Nad ranem spodziewany jest kolejny samolot, na którego pokładzie ma być 100 osób. Z Afganistanu wylecieli już wszyscy Polacy, którzy zgłosili chęć ewakuacji.
Ambasador Tahir Qadiry podziękował za pomoc Polakom, szczególnie wszystkim osobom zaangażowanym w operację ewakuacji.
- Chciałbym wyrazić szczerą wdzięczność dla polskiego rządu i dla polskiego narodu za ich hojność, za to, że wyciągnęli rękę do Afgańczyków, by im pomóc w ogromnych problemach i w ogromnych wyzwaniach - powiedział.
- 20 lat temu Polska weszła do Afganistanu, by być częścią międzynarodowej koalicji i by pomóc odbudować Afganistan.
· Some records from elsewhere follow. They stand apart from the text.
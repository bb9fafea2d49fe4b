use derive_new::new;
use ulid::Ulid;

use domain::identity::{Identity, Role, STAFF};
use domain::products::{self, StockOperation};
use domain::Error;

use crate::cqrs::{self, ProductCqrs, ProductViews};

/// Catalog and stock operations. Every stock movement goes through the
/// product aggregate, so the event stream is the audit trail.
#[derive(new)]
pub struct InventoryLedger {
    products: ProductCqrs,
    views: ProductViews,
}

impl InventoryLedger {
    /// Register a product with its opening stock level. Admin only.
    pub async fn create_product(
        &self,
        identity: &Identity,
        name: &str,
        price_cents: u64,
        stock_quantity: u32,
        prescription_required: bool,
    ) -> Result<products::View, Error> {
        identity.require_role(&[Role::Admin], "create products")?;

        let product_id = Ulid::new().to_string();
        let command = products::Command::Create {
            id: product_id.clone(),
            name: name.to_string(),
            price_cents,
            stock_quantity,
            prescription_required,
        };
        cqrs::execute(&self.products, &product_id, command).await?;
        tracing::info!(product_id, name, "product registered");

        cqrs::require_view(&self.views, &product_id).await
    }

    /// Apply a stock delta. A SUBTRACT below zero is rejected and leaves the
    /// level untouched.
    pub async fn adjust_stock(
        &self,
        identity: &Identity,
        product_id: &str,
        quantity: u32,
        operation: StockOperation,
    ) -> Result<products::View, Error> {
        identity.require_role(STAFF, "adjust stock")?;

        let command = products::Command::AdjustStock {
            quantity,
            operation,
        };
        cqrs::execute(&self.products, product_id, command).await?;
        tracing::info!(product_id, ?operation, quantity, "stock adjusted");

        cqrs::require_view(&self.views, product_id).await
    }

    pub async fn get(&self, product_id: &str) -> Result<products::View, Error> {
        cqrs::require_view(&self.views, product_id).await
    }

    pub async fn all(&self) -> Vec<products::View> {
        self.views.select(|_| true).await
    }

    /// Products at or below the threshold, computed from current levels.
    pub async fn low_stock(&self, threshold: u32) -> Vec<products::View> {
        self.views
            .select(|view| view.product.stock_quantity <= threshold)
            .await
    }
}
Po 20 latach żołnierze znów są na miejscu, by ewakuować najsłabszych Afgańczyków oraz tych, którzy pracowali dla polskiego rządu - dodał afgański dyplomata.
Wśród osób ewakuowanych z Afganistanu do Polski jest rodzina ambasadora Tahira Qadiry.
Ewakuacja prowadzona jest na lotnisku w Kabulu przez wojska Stanów Zjednoczonych, Wielkiej Brytanii, Turcji, Azerbejdżanu, Polski oraz innych krajów. Operacja prowadzona jest w trudnych i chaotycznych warunkach, bo choć na samym lotnisku panuje spokój, to na jego obrzeżach talibowie utrudniają zdesperowanym Afgańczykom dotarcie do portu lotniczego. W zamieszkach zginęło już prawdopodobnie kilka osób.
NATO poinformowało, że z Afganistanu wywieziono do tej pory co najmniej 18 tysięcy osób. Waszyngton informuje z kolei, że tylko amerykańskie samoloty wojskowe zabrały na pokład 13 tysięcy osób.
W sumie kraje NATO chciałyby ewakuować kilkaset tysięcy osób. To zarówno zachodni dyplomaci i obywatele jak i Afgańczycy.